Record set:
**********

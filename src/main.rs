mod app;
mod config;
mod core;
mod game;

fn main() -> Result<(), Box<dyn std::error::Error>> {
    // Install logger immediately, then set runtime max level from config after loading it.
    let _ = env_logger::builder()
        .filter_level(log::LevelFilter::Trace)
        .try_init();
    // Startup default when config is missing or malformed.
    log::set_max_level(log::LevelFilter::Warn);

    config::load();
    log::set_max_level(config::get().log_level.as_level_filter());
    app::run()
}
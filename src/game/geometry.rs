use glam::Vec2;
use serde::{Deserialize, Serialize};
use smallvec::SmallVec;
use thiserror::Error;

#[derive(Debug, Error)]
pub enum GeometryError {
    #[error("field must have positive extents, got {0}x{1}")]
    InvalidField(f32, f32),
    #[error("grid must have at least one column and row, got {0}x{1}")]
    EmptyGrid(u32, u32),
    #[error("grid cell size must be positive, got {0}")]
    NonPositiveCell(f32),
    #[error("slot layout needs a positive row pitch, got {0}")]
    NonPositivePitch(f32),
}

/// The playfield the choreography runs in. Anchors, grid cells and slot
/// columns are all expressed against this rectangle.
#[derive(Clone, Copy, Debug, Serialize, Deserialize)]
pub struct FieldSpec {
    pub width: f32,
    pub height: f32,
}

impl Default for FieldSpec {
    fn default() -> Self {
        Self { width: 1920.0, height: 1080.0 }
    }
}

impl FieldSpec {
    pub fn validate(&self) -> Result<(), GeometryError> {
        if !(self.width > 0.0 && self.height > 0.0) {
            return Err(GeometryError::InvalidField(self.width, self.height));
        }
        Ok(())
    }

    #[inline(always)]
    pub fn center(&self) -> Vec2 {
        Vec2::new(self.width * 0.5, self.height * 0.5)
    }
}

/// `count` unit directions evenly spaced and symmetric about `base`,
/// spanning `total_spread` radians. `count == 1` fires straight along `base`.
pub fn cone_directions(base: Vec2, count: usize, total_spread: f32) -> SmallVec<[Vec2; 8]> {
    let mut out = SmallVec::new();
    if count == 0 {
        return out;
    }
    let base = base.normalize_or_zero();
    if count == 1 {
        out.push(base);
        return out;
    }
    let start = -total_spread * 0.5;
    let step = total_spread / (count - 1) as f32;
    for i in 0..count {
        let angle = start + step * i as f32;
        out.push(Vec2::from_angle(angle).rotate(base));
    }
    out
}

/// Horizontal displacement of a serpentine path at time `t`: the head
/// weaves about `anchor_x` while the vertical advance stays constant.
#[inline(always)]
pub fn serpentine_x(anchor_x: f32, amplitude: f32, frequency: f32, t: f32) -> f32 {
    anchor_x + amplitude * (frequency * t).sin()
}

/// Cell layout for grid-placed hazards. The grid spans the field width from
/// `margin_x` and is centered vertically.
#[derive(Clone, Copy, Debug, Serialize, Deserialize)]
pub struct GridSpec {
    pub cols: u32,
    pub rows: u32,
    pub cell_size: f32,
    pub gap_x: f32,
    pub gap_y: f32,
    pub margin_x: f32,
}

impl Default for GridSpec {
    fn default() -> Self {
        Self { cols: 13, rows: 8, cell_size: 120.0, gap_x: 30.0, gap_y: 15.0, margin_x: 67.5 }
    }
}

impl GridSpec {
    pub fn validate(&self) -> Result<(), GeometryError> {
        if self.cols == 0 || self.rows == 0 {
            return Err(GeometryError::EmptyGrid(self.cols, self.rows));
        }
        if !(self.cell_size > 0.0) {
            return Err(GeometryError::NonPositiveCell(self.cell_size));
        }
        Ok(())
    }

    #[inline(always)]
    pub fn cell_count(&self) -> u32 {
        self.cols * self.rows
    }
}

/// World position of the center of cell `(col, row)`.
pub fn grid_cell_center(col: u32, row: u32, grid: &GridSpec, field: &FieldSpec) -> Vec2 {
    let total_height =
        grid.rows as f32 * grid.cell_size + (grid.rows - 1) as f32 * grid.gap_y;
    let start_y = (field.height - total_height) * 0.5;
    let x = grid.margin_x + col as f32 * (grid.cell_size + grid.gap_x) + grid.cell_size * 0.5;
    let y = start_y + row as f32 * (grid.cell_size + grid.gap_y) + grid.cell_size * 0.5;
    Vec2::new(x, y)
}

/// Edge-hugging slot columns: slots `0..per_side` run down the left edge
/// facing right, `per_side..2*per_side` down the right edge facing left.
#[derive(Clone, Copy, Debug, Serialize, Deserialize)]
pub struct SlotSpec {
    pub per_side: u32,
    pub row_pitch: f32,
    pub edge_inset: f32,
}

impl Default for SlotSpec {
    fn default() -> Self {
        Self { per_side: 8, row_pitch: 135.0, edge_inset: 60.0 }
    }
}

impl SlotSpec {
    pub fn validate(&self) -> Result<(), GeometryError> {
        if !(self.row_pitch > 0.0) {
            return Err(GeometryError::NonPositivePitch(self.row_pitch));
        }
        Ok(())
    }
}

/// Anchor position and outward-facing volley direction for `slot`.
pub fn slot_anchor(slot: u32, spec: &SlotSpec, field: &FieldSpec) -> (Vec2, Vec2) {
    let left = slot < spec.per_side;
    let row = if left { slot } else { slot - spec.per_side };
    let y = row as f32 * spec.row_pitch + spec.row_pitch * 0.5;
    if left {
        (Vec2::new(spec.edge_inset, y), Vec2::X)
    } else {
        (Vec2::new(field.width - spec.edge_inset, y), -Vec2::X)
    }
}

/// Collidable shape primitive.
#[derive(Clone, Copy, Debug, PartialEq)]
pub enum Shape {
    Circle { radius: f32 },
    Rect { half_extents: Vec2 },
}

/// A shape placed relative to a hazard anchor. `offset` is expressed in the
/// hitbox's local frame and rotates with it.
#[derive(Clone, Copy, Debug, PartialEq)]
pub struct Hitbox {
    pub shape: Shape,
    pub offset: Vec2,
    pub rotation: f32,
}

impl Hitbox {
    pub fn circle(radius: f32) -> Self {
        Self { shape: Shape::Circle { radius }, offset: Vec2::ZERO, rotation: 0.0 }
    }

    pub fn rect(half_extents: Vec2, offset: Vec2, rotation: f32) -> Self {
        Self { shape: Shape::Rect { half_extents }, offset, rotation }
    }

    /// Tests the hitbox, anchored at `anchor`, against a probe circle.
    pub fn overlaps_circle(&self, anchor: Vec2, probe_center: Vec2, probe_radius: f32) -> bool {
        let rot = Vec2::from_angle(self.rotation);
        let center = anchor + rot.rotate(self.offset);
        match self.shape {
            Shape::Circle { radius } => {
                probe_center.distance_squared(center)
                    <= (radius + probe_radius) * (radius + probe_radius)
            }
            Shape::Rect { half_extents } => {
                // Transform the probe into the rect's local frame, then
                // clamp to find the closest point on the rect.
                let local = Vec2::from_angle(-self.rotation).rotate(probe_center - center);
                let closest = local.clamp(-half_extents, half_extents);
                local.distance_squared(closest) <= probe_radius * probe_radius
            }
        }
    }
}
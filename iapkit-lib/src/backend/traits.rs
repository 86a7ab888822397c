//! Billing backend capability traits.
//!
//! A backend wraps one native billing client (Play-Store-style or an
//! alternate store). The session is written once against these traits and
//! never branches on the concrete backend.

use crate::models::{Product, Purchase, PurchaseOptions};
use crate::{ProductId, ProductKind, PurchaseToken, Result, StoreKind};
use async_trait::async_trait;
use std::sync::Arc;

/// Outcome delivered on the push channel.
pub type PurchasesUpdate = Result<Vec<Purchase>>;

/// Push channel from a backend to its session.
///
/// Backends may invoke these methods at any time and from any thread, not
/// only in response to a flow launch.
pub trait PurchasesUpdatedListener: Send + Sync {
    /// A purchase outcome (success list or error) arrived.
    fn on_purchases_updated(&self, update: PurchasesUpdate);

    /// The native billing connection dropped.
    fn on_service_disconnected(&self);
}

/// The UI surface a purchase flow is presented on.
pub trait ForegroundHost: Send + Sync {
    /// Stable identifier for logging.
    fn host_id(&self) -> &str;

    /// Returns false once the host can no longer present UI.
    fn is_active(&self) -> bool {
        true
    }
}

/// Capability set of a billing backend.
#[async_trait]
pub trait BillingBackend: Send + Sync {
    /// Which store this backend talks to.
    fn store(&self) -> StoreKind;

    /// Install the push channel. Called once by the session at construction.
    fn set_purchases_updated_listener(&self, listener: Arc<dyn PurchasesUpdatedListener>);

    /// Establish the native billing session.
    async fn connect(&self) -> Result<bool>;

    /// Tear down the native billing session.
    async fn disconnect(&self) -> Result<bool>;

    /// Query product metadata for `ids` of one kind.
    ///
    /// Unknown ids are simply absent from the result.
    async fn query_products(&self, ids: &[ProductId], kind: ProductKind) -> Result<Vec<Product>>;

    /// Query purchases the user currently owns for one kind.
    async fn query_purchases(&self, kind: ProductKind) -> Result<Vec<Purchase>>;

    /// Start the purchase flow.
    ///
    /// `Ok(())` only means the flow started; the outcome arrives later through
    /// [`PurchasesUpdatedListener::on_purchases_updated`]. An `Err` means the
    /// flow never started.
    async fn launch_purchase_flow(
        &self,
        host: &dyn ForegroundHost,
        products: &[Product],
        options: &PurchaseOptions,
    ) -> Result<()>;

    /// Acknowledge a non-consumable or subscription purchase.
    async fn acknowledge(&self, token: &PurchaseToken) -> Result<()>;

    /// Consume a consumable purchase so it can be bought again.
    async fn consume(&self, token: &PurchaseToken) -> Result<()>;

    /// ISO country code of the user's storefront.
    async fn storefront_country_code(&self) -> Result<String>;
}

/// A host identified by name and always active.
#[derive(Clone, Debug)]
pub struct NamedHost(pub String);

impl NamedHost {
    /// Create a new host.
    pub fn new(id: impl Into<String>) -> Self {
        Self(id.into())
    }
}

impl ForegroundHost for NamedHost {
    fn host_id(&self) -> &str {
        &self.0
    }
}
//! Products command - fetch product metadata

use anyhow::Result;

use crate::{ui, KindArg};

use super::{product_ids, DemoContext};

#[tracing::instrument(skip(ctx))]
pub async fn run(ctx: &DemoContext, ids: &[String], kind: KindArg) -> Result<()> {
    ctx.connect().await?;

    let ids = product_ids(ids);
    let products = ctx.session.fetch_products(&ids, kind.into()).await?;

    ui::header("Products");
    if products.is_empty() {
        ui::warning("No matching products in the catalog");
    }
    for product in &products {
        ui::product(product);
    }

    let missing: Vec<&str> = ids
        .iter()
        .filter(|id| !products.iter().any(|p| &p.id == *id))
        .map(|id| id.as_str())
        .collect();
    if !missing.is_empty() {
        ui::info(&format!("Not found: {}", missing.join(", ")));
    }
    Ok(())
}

**********

What to work on:
Every line above in which the word "have" occurs is to be copied.

Completed exercise:
    #[error("field must have positive extents, got {0}x{1}")]
    #[error("grid must have at least one column and row, got {0}x{1}")]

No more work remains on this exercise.